_What you are asked to do_:
In the data below, find the lines containing "against" and say how many there are, nothing more.

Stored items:
+--
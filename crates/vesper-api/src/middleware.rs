use axum::{
    extract::{Request, State},
    http::{StatusCode, header},
    middleware::Next,
    response::Response,
};
use jsonwebtoken::{DecodingKey, Validation, decode};

use vesper_types::api::Claims;

use crate::auth::AppState;

/// Bearer-token guard for the protected routes. Tokens are validated
/// against the secret carried in shared state, and the decoded claims are
/// attached to the request for handlers to consume.
pub async fn require_auth(
    State(state): State<AppState>,
    mut req: Request,
    next: Next,
) -> Result<Response, StatusCode> {
    let token = req
        .headers()
        .get(header::AUTHORIZATION)
        .and_then(|v| v.to_str().ok())
        .and_then(|v| v.strip_prefix("Bearer "))
        .ok_or(StatusCode::UNAUTHORIZED)?;

    let claims = verify_token(&state.jwt_secret, token).ok_or(StatusCode::UNAUTHORIZED)?;
    req.extensions_mut().insert(claims);
    Ok(next.run(req).await)
}

/// Decode and validate a token against `secret`. Shared with the WebSocket
/// gateway's Identify handshake.
pub fn verify_token(secret: &str, token: &str) -> Option<Claims> {
    decode::<Claims>(
        token,
        &DecodingKey::from_secret(secret.as_bytes()),
        &Validation::default(),
    )
    .ok()
    .map(|data| data.claims)
}
use std::sync::Arc;

use anyhow::{Context, Result};
use chrono::Utc;
use uuid::Uuid;

use crate::notify::{NotificationEvent, NotificationTrigger};
use crate::offline::MessageSink;
use crate::permission::PermissionEvaluator;
use crate::ratelimit::RateLimiter;
use crate::validate;
use crate::directory::conversation_from_row;
use vesper_bus::DeliveryBus;
use vesper_db::queries::{PersistMessage, SendTxOutcome};
use vesper_db::{Database, encode_ts, models::MessageRow};
use vesper_types::error::SendError;
use vesper_types::models::{AttachmentRef, Message, Verdict};

/// Code points of message text kept in the conversation list preview.
const PREVIEW_CODE_POINTS: usize = 80;

/// The transactional send core: validates, authorizes, persists, and fans
/// out. The message insert, conversation bookkeeping, and request-count
/// increment happen in one storage transaction; fan-out and notification
/// happen only after commit.
pub struct MessageGateway {
    db: Arc<Database>,
    permissions: Arc<PermissionEvaluator>,
    rate_limiter: RateLimiter,
    bus: DeliveryBus,
    notifier: Arc<dyn NotificationTrigger>,
    /// Held from commit through fan-out so the order subscribers observe
    /// matches the order of server-assigned seqs.
    send_lock: tokio::sync::Mutex<()>,
}

impl MessageGateway {
    pub fn new(
        db: Arc<Database>,
        permissions: Arc<PermissionEvaluator>,
        rate_limiter: RateLimiter,
        bus: DeliveryBus,
        notifier: Arc<dyn NotificationTrigger>,
    ) -> Self {
        Self {
            db,
            permissions,
            rate_limiter,
            bus,
            notifier,
            send_lock: tokio::sync::Mutex::new(()),
        }
    }

    pub fn bus(&self) -> &DeliveryBus {
        &self.bus
    }

    /// Send a message into an existing conversation on behalf of
    /// `sender_id` (already authenticated by the caller).
    pub async fn send(
        &self,
        conversation_id: Uuid,
        sender_id: Uuid,
        text: String,
        attachments: Vec<AttachmentRef>,
    ) -> Result<Message, SendError> {
        // Admission control first: both checks are cheap and terminal-ish,
        // no point touching storage for a payload that can never land.
        validate::validate(&text, &attachments)?;
        self.rate_limiter.admit(sender_id)?;

        let db = self.db.clone();
        let permissions = self.permissions.clone();

        // Two racing sends serialize at the storage layer, but each task
        // resumes independently after its commit; without this guard the
        // send that committed the later seq could publish first.
        let ordering = self.send_lock.lock().await;
        let (message, verdict, recipient_id) = tokio::task::spawn_blocking(move || {
            send_blocking(&db, &permissions, conversation_id, sender_id, text, attachments)
        })
        .await
        .map_err(|e| SendError::Storage(format!("join error: {e}")))??;

        self.bus.publish_message(&message);
        drop(ordering);

        let event = match verdict {
            Verdict::Limited { .. } => NotificationEvent::MessageRequest {
                conversation_id,
                message_id: message.id,
                sender_id,
                recipient_id,
            },
            _ => NotificationEvent::DirectMessage {
                conversation_id,
                message_id: message.id,
                sender_id,
                recipient_id,
            },
        };
        self.notifier.notify(event);

        Ok(message)
    }
}

impl MessageSink for MessageGateway {
    fn send_now(
        &self,
        conversation_id: Uuid,
        sender_id: Uuid,
        text: String,
        attachments: Vec<AttachmentRef>,
    ) -> futures_util::future::BoxFuture<'_, Result<Message, SendError>> {
        Box::pin(self.send(conversation_id, sender_id, text, attachments))
    }
}

fn send_blocking(
    db: &Database,
    permissions: &PermissionEvaluator,
    conversation_id: Uuid,
    sender_id: Uuid,
    text: String,
    attachments: Vec<AttachmentRef>,
) -> Result<(Message, Verdict, Uuid), SendError> {
    let row = db
        .get_conversation(&conversation_id.to_string())
        .map_err(storage)?
        .ok_or(SendError::UnknownConversation(conversation_id))?;
    let conversation = conversation_from_row(&row).map_err(storage)?;

    let recipient_id = conversation
        .other_participant(sender_id)
        .ok_or(SendError::NotParticipant(conversation_id))?;

    // Re-evaluated on every send so a follow-back or a fresh block takes
    // effect immediately.
    let verdict = permissions
        .evaluate(sender_id, recipient_id)
        .map_err(storage)?;

    let limit = match verdict {
        Verdict::Blocked => return Err(SendError::PermissionDenied),
        Verdict::Limited { max } => Some(max),
        Verdict::Unlimited => None,
    };

    let message_id = Uuid::new_v4();
    let created_at = encode_ts(Utc::now());
    let attachments_json = serde_json::to_string(&attachments)
        .map_err(|e| SendError::Storage(format!("attachment encoding: {e}")))?;
    let preview = preview_of(&text, &attachments);

    let outcome = db
        .persist_message(&PersistMessage {
            message_id: &message_id.to_string(),
            conversation_id: &conversation_id.to_string(),
            sender_id: &sender_id.to_string(),
            other_id: &recipient_id.to_string(),
            text: text.trim(),
            attachments_json: &attachments_json,
            preview: &preview,
            created_at: &created_at,
            limit,
        })
        .map_err(storage)?;

    match outcome {
        SendTxOutcome::LimitExceeded => Err(SendError::RequestLimitExceeded),
        SendTxOutcome::Persisted(row) => {
            let message = message_from_row(&row).map_err(storage)?;
            Ok((message, verdict, recipient_id))
        }
    }
}

pub fn message_from_row(row: &MessageRow) -> Result<Message> {
    Ok(Message {
        id: row.id.parse().context("bad message id")?,
        seq: row.seq,
        conversation_id: row.conversation_id.parse().context("bad conversation id")?,
        sender_id: row.sender_id.parse().context("bad sender id")?,
        text: row.text.clone(),
        attachments: serde_json::from_str(&row.attachments).context("bad attachments json")?,
        created_at: vesper_db::decode_ts(&row.created_at)?,
        deleted: row.deleted_at.is_some(),
    })
}

fn preview_of(text: &str, attachments: &[AttachmentRef]) -> String {
    let trimmed = text.trim();
    if trimmed.is_empty() && !attachments.is_empty() {
        return "[attachment]".to_string();
    }
    trimmed.chars().take(PREVIEW_CODE_POINTS).collect()
}

fn storage(e: anyhow::Error) -> SendError {
    SendError::Storage(e.to_string())
}

#[cfg(test)]
mod tests {
    use super::*;
    use crate::directory::ConversationDirectory;
    use crate::relationship::DbRelationshipOracle;
    use std::sync::Mutex;
    use std::time::Duration;

    /// Captures fired notification events for assertions.
    #[derive(Default)]
    struct RecordingNotifier {
        events: Mutex<Vec<NotificationEvent>>,
    }

    impl NotificationTrigger for RecordingNotifier {
        fn notify(&self, event: NotificationEvent) {
            self.events.lock().unwrap().push(event);
        }
    }

    struct Fixture {
        _dir: tempfile::TempDir,
        db: Arc<Database>,
        directory: ConversationDirectory,
        gateway: MessageGateway,
        notifier: Arc<RecordingNotifier>,
        bus: DeliveryBus,
    }

    fn fixture() -> Fixture {
        fixture_with_limiter(RateLimiter::default())
    }

    fn fixture_with_limiter(rate_limiter: RateLimiter) -> Fixture {
        let dir = tempfile::tempdir().unwrap();
        let db = Arc::new(Database::open(&dir.path().join("test.db")).unwrap());
        let oracle = Arc::new(DbRelationshipOracle::new(db.clone()));
        let permissions = Arc::new(PermissionEvaluator::new(oracle.clone()));
        let bus = DeliveryBus::new();
        let notifier = Arc::new(RecordingNotifier::default());
        let gateway = MessageGateway::new(
            db.clone(),
            permissions,
            rate_limiter,
            bus.clone(),
            notifier.clone(),
        );
        let directory = ConversationDirectory::new(db.clone(), oracle);
        Fixture {
            _dir: dir,
            db,
            directory,
            gateway,
            notifier,
            bus,
        }
    }

    fn seed_users(db: &Database) -> (Uuid, Uuid) {
        let a = Uuid::new_v4();
        let b = Uuid::new_v4();
        db.create_user(&a.to_string(), "alice", "hash").unwrap();
        db.create_user(&b.to_string(), "bob", "hash").unwrap();
        (a, b)
    }

    #[tokio::test]
    async fn validation_fails_before_any_write() {
        let fx = fixture();
        let (a, b) = seed_users(&fx.db);
        let convo = fx.directory.resolve(a, b).await.unwrap();

        let result = fx.gateway.send(convo.id, a, "   ".into(), vec![]).await;
        assert!(matches!(result, Err(SendError::Validation(_))));
        assert!(fx.db.get_messages(&convo.id.to_string(), 10, None).unwrap().is_empty());
    }

    #[tokio::test]
    async fn unknown_conversation_is_terminal() {
        let fx = fixture();
        let (a, _) = seed_users(&fx.db);
        let result = fx.gateway.send(Uuid::new_v4(), a, "hi".into(), vec![]).await;
        assert!(matches!(result, Err(SendError::UnknownConversation(_))));
    }

    #[tokio::test]
    async fn non_participant_cannot_send() {
        let fx = fixture();
        let (a, b) = seed_users(&fx.db);
        let outsider = Uuid::new_v4();
        fx.db.create_user(&outsider.to_string(), "carol", "hash").unwrap();
        let convo = fx.directory.resolve(a, b).await.unwrap();

        let result = fx.gateway.send(convo.id, outsider, "hi".into(), vec![]).await;
        assert!(matches!(result, Err(SendError::NotParticipant(_))));
    }

    #[tokio::test]
    async fn blocked_pair_gets_permission_denied_with_no_write() {
        let fx = fixture();
        let (a, b) = seed_users(&fx.db);
        let convo = fx.directory.resolve(a, b).await.unwrap();
        fx.db.add_block(&b.to_string(), &a.to_string()).unwrap();

        let result = fx.gateway.send(convo.id, a, "hello?".into(), vec![]).await;
        assert!(matches!(result, Err(SendError::PermissionDenied)));
        assert!(fx.db.get_messages(&convo.id.to_string(), 10, None).unwrap().is_empty());
        assert!(fx.notifier.events.lock().unwrap().is_empty());
    }

    #[tokio::test]
    async fn request_limit_spent_then_lifted_by_follow_back() {
        let fx = fixture();
        let (a, b) = seed_users(&fx.db);
        let convo = fx.directory.resolve(a, b).await.unwrap();

        // First limited message lands and emits a request notification.
        let sent = fx.gateway.send(convo.id, a, "Hi".into(), vec![]).await.unwrap();
        assert_eq!(sent.text, "Hi");
        assert_eq!(
            fx.db.request_count(&convo.id.to_string(), &a.to_string()).unwrap(),
            1
        );
        assert!(matches!(
            fx.notifier.events.lock().unwrap()[0],
            NotificationEvent::MessageRequest { .. }
        ));

        // Second attempt before reciprocity is terminal.
        let second = fx.gateway.send(convo.id, a, "Still there?".into(), vec![]).await;
        assert!(matches!(second, Err(SendError::RequestLimitExceeded)));

        // Follow-back flips the verdict on the very next send.
        fx.db.add_follow(&a.to_string(), &b.to_string()).unwrap();
        fx.db.add_follow(&b.to_string(), &a.to_string()).unwrap();
        let third = fx.gateway.send(convo.id, a, "Hey!".into(), vec![]).await.unwrap();
        assert_eq!(third.text, "Hey!");
        assert!(matches!(
            fx.notifier.events.lock().unwrap().last().unwrap(),
            NotificationEvent::DirectMessage { .. }
        ));

        // The counter is no longer consulted or advanced.
        assert_eq!(
            fx.db.request_count(&convo.id.to_string(), &a.to_string()).unwrap(),
            1
        );
    }

    #[tokio::test]
    async fn successful_send_fans_out_on_the_bus() {
        let fx = fixture();
        let (a, b) = seed_users(&fx.db);
        fx.db.set_message_privacy(&b.to_string(), "anyone").unwrap();
        let convo = fx.directory.resolve(a, b).await.unwrap();
        let mut sub = fx.bus.subscribe(convo.id);

        let sent = fx.gateway.send(convo.id, a, "hello".into(), vec![]).await.unwrap();

        let event = sub.recv().await.unwrap();
        match event {
            vesper_types::events::ConversationEvent::MessageCreate { id, seq, .. } => {
                assert_eq!(id, sent.id);
                assert_eq!(seq, sent.seq);
            }
            other => panic!("expected MessageCreate, got {other:?}"),
        }
    }

    #[tokio::test]
    async fn rate_limiter_throttles_bursts() {
        let fx = fixture_with_limiter(RateLimiter::new(2, Duration::from_secs(60)));
        let (a, b) = seed_users(&fx.db);
        fx.db.set_message_privacy(&b.to_string(), "anyone").unwrap();
        let convo = fx.directory.resolve(a, b).await.unwrap();

        fx.gateway.send(convo.id, a, "one".into(), vec![]).await.unwrap();
        fx.gateway.send(convo.id, a, "two".into(), vec![]).await.unwrap();
        let third = fx.gateway.send(convo.id, a, "three".into(), vec![]).await;
        assert!(matches!(third, Err(SendError::RateLimited { .. })));
    }

    #[tokio::test(flavor = "multi_thread", worker_threads = 4)]
    async fn concurrent_sends_fan_out_in_commit_order() {
        let fx = fixture();
        let (a, b) = seed_users(&fx.db);
        fx.db.set_message_privacy(&a.to_string(), "anyone").unwrap();
        fx.db.set_message_privacy(&b.to_string(), "anyone").unwrap();
        let convo = fx.directory.resolve(a, b).await.unwrap();
        let mut sub = fx.bus.subscribe(convo.id);

        let gateway = Arc::new(fx.gateway);
        let mut tasks = tokio::task::JoinSet::new();
        for i in 0..10 {
            let gw = gateway.clone();
            let sender = if i % 2 == 0 { a } else { b };
            let cid = convo.id;
            tasks.spawn(async move {
                gw.send(cid, sender, format!("msg {i}"), vec![]).await.unwrap();
            });
        }
        while let Some(result) = tasks.join_next().await {
            result.unwrap();
        }

        // The subscriber must observe commit order, not task resume order.
        let mut seqs = Vec::new();
        for _ in 0..10 {
            match sub.recv().await.unwrap() {
                vesper_types::events::ConversationEvent::MessageCreate { seq, .. } => {
                    seqs.push(seq);
                }
                other => panic!("expected MessageCreate, got {other:?}"),
            }
        }
        assert!(seqs.windows(2).all(|w| w[0] < w[1]), "out of order: {seqs:?}");
    }

    #[tokio::test]
    async fn messages_are_ordered_by_seq_within_a_conversation() {
        let fx = fixture();
        let (a, b) = seed_users(&fx.db);
        fx.db.set_message_privacy(&b.to_string(), "anyone").unwrap();
        fx.db.set_message_privacy(&a.to_string(), "anyone").unwrap();
        let convo = fx.directory.resolve(a, b).await.unwrap();

        let mut seqs = vec![];
        for (sender, text) in [(a, "one"), (b, "two"), (a, "three")] {
            let sent = fx.gateway.send(convo.id, sender, text.into(), vec![]).await.unwrap();
            seqs.push(sent.seq);
        }
        assert!(seqs.windows(2).all(|w| w[0] < w[1]));
    }
}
+--
_Answer to this problem_:
2